As I will soon post my favorite films of 2009, I would like to include some reviews from the archives.

This review was originally written October 25, 2009

“A SERIOUS MAN” Written, Produced and Directed by Joel and Ethan Coen
**** (4 stars)

The high rating I have bestowed upon this film has not come easily or lightly. My admiration and appreciation for this film is more than evident but I am still not sure how much I actually liked it. Perhaps the fullness of my determination will come in time. I will even venture to gather that “A Serious Man,” the latest effort from the supremely talented Coen brothers, is quite possibly their most confounding experience where upon its final frames, the cumulative result left me and my companion with a resounding “WTF?!?!” expression. As I continue and continue to ponder exactly what “A Serious Man” all meant, what its intents and purposes could’ve been, I still feel as if I have been led down a blind alley which took me to a rabbit hole where ultimately nothing is discovered once the other side has been reached. Perhaps the meaning is that there is no meaning at all. Who knows?

This is the very conundrum experienced by Larry Gopnick (played by Michael Stuhlbarg), a mathematician and university professor who lives, with his family, in a middle class suburban community in Minnesota, circa 1967. Poor Larry is trapped in a world he never made as he is confounded by the obstacles and enigmas life has seemingly hurled solely in his direction. His vindictive wife (Sari Lennick) is having an affair with the unctuous and duplicitously supportive Sy Abelman (Fred Melamed) and subsequently wants a divorce. His daughter, obsessed with her hair, is also stealing his money for a possible nose job. His perpetually stoned son Danny (Aaron Wolf) is preparing for his Bar Mitzvah while also running from the Hebrew school’s drug dealer and trying to retrieve his confiscated transistor radio on which contains the money needed to pay off said drug dealer. His brother Arthur (a terrific Richard Kind) is the family’s layabout who endlessly monopolizes the family bathroom yet he is also a genius mathematician and mental capacities are becoming more and more unhinged. And at all times, Larry is viewed by his family not as a man with any sense of emotional influence or council but as a cipher, a human jellyfish, removed of its sting, and meant to be manipulated at all times for any whim even as trivial as fixing the TV antennae for a clearer picture of “F Troop.”

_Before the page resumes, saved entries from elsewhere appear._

#[cfg(test)]
mod tests {
    use super::*;
    use sct_core::{Coordinate, PairwiseDistance};
    use sct_schemas::{CostResultSpace, InfeasibleReason, FIBER_TECHNOLOGY};

    const BASELINE_TECHNOLOGY: &str = "Satellite";
    const YEARS: u32 = 5;

    fn pair(source: &str, target: &str, distance: f64) -> PairwiseDistance {
        PairwiseDistance::new(
            Coordinate::new(source, 0.0, 0.0),
            Coordinate::new(target, 1.0, 1.0),
            distance,
        )
    }

    fn record(id: &str, technology: &str, capex: f64) -> SchoolConnectionCosts {
        SchoolConnectionCosts {
            school_id: CoordinateId::new(id),
            capex,
            capex_provider: capex,
            capex_consumer: 0.0,
            opex: 0.0,
            opex_provider: 0.0,
            opex_consumer: 0.0,
            electricity: 0.0,
            technology: technology.to_string(),
            feasible: true,
            reason: None,
        }
    }

    /// One root, three schools with fiber capex 1000/2000/3000.
    fn fixture() -> (ConnectedCostGraph, OutputSpace) {
        let distances = vec![
            pair("s-a", "node-1", 1_000.0),
            pair("s-b", "node-1", 2_000.0),
            pair("s-c", "node-1", 3_000.0),
        ];
        let graph = ConnectedCostGraph::from_distances(&distances, |d| d.distance).unwrap();
        let mut output = OutputSpace::new();
        output.push_results(&CostResultSpace {
            technology: FIBER_TECHNOLOGY.to_string(),
            distances,
            cost_results: vec![
                record("s-a", FIBER_TECHNOLOGY, 1_000.0),
                record("s-b", FIBER_TECHNOLOGY, 2_000.0),
                record("s-c", FIBER_TECHNOLOGY, 3_000.0),
            ],
        });
        (graph, output)
    }

    fn baseline(costs: &[(&str, f64)]) -> HashMap<CoordinateId, SchoolConnectionCosts> {
        costs
            .iter()
            .map(|(id, capex)| {
                (
                    CoordinateId::new(*id),
                    record(id, BASELINE_TECHNOLOGY, *capex),
                )
            })
            .collect()
    }

    fn roots() -> Vec<CoordinateId> {
        vec![CoordinateId::new("node-1")]
    }

    #[test]
    fn test_global_threshold_removes_largest_leaves_first() {
        let (graph, output) = fixture();
        // Fiber total 6000 vs baseline total 4500: prune until <= 4500.
        let baseline = baseline(&[("s-a", 1_500.0), ("s-b", 1_500.0), ("s-c", 1_500.0)]);
        let pruner = CostTreePruner::new(
            PrunePolicy::GlobalThreshold,
            YEARS,
            &baseline,
            &output,
            &roots(),
            FIBER_TECHNOLOGY,
        );
        let pruned = pruner.run(graph).unwrap();
        // s-c (3000) goes; remaining fiber cost 3000 beats the 3000
        // baseline of the survivors.
        assert!(!pruned.contains(&CoordinateId::new("s-c")));
        assert!(pruned.contains(&CoordinateId::new("s-a")));
        assert!(pruned.contains(&CoordinateId::new("s-b")));
    }

    #[test]
    fn test_global_threshold_keeps_graph_under_generous_baseline() {
        let (graph, output) = fixture();
        let baseline = baseline(&[("s-a", 9_000.0), ("s-b", 9_000.0), ("s-c", 9_000.0)]);
        let pruner = CostTreePruner::new(
            PrunePolicy::GlobalThreshold,
            YEARS,
            &baseline,
            &output,
            &roots(),
            FIBER_TECHNOLOGY,
        );
        let pruned = pruner.run(graph).unwrap();
        assert_eq!(pruned.node_count(), 4);
    }

    #[test]
    fn test_infeasible_baseline_relaxes_global_constraint_to_static_bound() {
        let (graph, output) = fixture();
        // One infeasible baseline makes the baseline sum infinite; with no
        // static bound the constraint is infinite and nothing is pruned.
        let mut baseline = baseline(&[("s-a", 100.0), ("s-b", 100.0)]);
        baseline.insert(
            CoordinateId::new("s-c"),
            SchoolConnectionCosts::infeasible(
                CoordinateId::new("s-c"),
                BASELINE_TECHNOLOGY,
                InfeasibleReason::FiberDistanceThreshold,
            ),
        );
        let pruner = CostTreePruner::new(
            PrunePolicy::GlobalThreshold,
            YEARS,
            &baseline,
            &output,
            &roots(),
            FIBER_TECHNOLOGY,
        );
        let pruned = pruner.run(graph).unwrap();
        assert_eq!(pruned.node_count(), 4);
    }

    #[test]
    fn test_static_budget_ignores_baseline() {
        let (graph, output) = fixture();
        // Baseline would forbid everything, but the static policy only
        // honors the absolute ceiling.
        let baseline = baseline(&[("s-a", 0.0), ("s-b", 0.0), ("s-c", 0.0)]);
        let pruner = CostTreePruner::new(
            PrunePolicy::StaticBudget,
            YEARS,
            &baseline,
            &output,
            &roots(),
            FIBER_TECHNOLOGY,
        )
        .with_static_upper_bound(3_500.0);
        let pruned = pruner.run(graph).unwrap();
        // 6000 -> remove s-c -> 3000 <= 3500, stop.
        assert!(!pruned.contains(&CoordinateId::new("s-c")));
        assert_eq!(pruned.node_count(), 3);
    }

    #[test]
    fn test_threshold_terminates_on_unsatisfiable_budget() {
        let (graph, output) = fixture();
        let baseline = baseline(&[("s-a", 0.0), ("s-b", 0.0), ("s-c", 0.0)]);
        let initial_nodes = graph.node_count();
        let pruner = CostTreePruner::new(
            PrunePolicy::StaticBudget,
            YEARS,
            &baseline,
            &output,
            &roots(),
            FIBER_TECHNOLOGY,
        )
        .with_static_upper_bound(0.0);
        let pruned = pruner.run(graph).unwrap();
        // Loop exits at the terminal single-node state after at most
        // initial_node_count - 1 removals.
        assert_eq!(pruned.node_count(), 1);
        assert!(initial_nodes - pruned.node_count() <= initial_nodes - 1);
    }

    #[test]
    fn test_dominance_discards_graph_costlier_than_strict_baseline() {
        let (graph, output) = fixture();
        // Strict baseline 4500 < fiber 6000: the whole graph goes.
        let baseline = baseline(&[("s-a", 1_500.0), ("s-b", 1_500.0), ("s-c", 1_500.0)]);
        let pruner = CostTreePruner::new(
            PrunePolicy::BaselineDominance,
            YEARS,
            &baseline,
            &output,
            &roots(),
            FIBER_TECHNOLOGY,
        );
        let pruned = pruner.run(graph).unwrap();
        assert!(pruned.is_empty());
    }

    #[test]
    fn test_dominance_infeasible_member_means_infinite_baseline() {
        let (graph, output) = fixture();
        // One infeasible member: strict baseline is infinite, so the graph
        // survives the short-circuit; the feasible cheap leaves then fall
        // to the per-node sweep.
        let mut baseline = baseline(&[("s-a", 500.0), ("s-b", 500.0)]);
        baseline.insert(
            CoordinateId::new("s-c"),
            SchoolConnectionCosts::infeasible(
                CoordinateId::new("s-c"),
                BASELINE_TECHNOLOGY,
                InfeasibleReason::FiberDistanceThreshold,
            ),
        );
        let pruner = CostTreePruner::new(
            PrunePolicy::BaselineDominance,
            YEARS,
            &baseline,
            &output,
            &roots(),
            FIBER_TECHNOLOGY,
        );
        let pruned = pruner.run(graph).unwrap();
        // s-a and s-b are cheaper independently (500 < 1000, 500 < 2000);
        // s-c has no feasible baseline and is never removed by the sweep.
        assert!(!pruned.contains(&CoordinateId::new("s-a")));
        assert!(!pruned.contains(&CoordinateId::new("s-b")));
        assert!(pruned.contains(&CoordinateId::new("s-c")));
    }

    #[test]
    fn test_dominance_keeps_leaves_cheaper_shared() {
        let (graph, output) = fixture();
        // Independent baselines all dearer than the shared costs: strict
        // baseline 15000 >= fiber 6000, and no leaf is dominated.
        let baseline = baseline(&[("s-a", 5_000.0), ("s-b", 5_000.0), ("s-c", 5_000.0)]);
        let pruner = CostTreePruner::new(
            PrunePolicy::BaselineDominance,
            YEARS,
            &baseline,
            &output,
            &roots(),
            FIBER_TECHNOLOGY,
        );
        let pruned = pruner.run(graph).unwrap();
        assert_eq!(pruned.node_count(), 4);
    }

    #[test]
    fn test_policies_diverge_on_same_input() {
        // The V2 short-circuit discards a graph that V1 merely trims; the
        // divergence is intentional and both behaviors are pinned here.
        let (graph_v1, output) = fixture();
        let graph_v2 = graph_v1.clone();
        let baseline = baseline(&[("s-a", 1_500.0), ("s-b", 1_500.0), ("s-c", 1_500.0)]);

        let v1 = CostTreePruner::new(
            PrunePolicy::GlobalThreshold,
            YEARS,
            &baseline,
            &output,
            &roots(),
            FIBER_TECHNOLOGY,
        )
        .run(graph_v1)
        .unwrap();
        let v2 = CostTreePruner::new(
            PrunePolicy::BaselineDominance,
            YEARS,
            &baseline,
            &output,
            &roots(),
            FIBER_TECHNOLOGY,
        )
        .run(graph_v2)
        .unwrap();

        assert_eq!(v1.node_count(), 3);
        assert!(v2.is_empty());
    }

    #[test]
    fn test_root_only_graph_is_terminal() {
        let graph = ConnectedCostGraph::new();
        let output = OutputSpace::new();
        let baseline = HashMap::new();
        let pruner = CostTreePruner::new(
            PrunePolicy::GlobalThreshold,
            YEARS,
            &baseline,
            &output,
            &roots(),
            FIBER_TECHNOLOGY,
        );
        let pruned = pruner.run(graph).unwrap();
        assert!(pruned.is_empty());
    }

    #[test]
    fn test_removed_node_ids_diff() {
        let (graph, output) = fixture();
        let original = graph.clone();
        let baseline = baseline(&[("s-a", 0.0), ("s-b", 0.0), ("s-c", 0.0)]);
        let pruned = CostTreePruner::new(
            PrunePolicy::StaticBudget,
            YEARS,
            &baseline,
            &output,
            &roots(),
            FIBER_TECHNOLOGY,
        )
        .with_static_upper_bound(3_500.0)
        .run(graph)
        .unwrap();
        assert_eq!(
            removed_node_ids(&original, &pruned),
            vec![CoordinateId::new("s-c")]
        );
    }
}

And his problems do not cease at the home front. Larry’s desires for tenure are at odds with a collection of anonymous and seemingly damaging letters that are being sent to the university. He is constantly being hounded by telephone calls demanding payment for rock albums he has not ordered from the Columbia Record House, an organization he inadvertently became a member of simply by NOT denying membership. He is also being simultaneously bribed, and extorted by a South Korean math student to whom he has given a failing grade. And finally, each moment of resolve and understanding he seeks by the community Rabbis, including the almost diabolically secretive Marshak (Alan Mandell), leaves him more confused and anguished than ever. Even his dreams provide no safety or respite. Larry Gopnick is seemingly a nihilistically bleak cosmic joke as the more solace and control he seeks, the universe responds equally in the opposite and as the walls and jaws of live continue to converge upon his gentle spirit, the film becomes an intensely dark paranoid comedy. Parables, introduced to deliver spiritual answers and deliverance, in the end offer nothing. Playing by the honorable rules of social morality ends up rewarding with cruel vengeance. And THEN, there’s the film’s head-scratcher of an ending which has redefined the meaning of abrupt.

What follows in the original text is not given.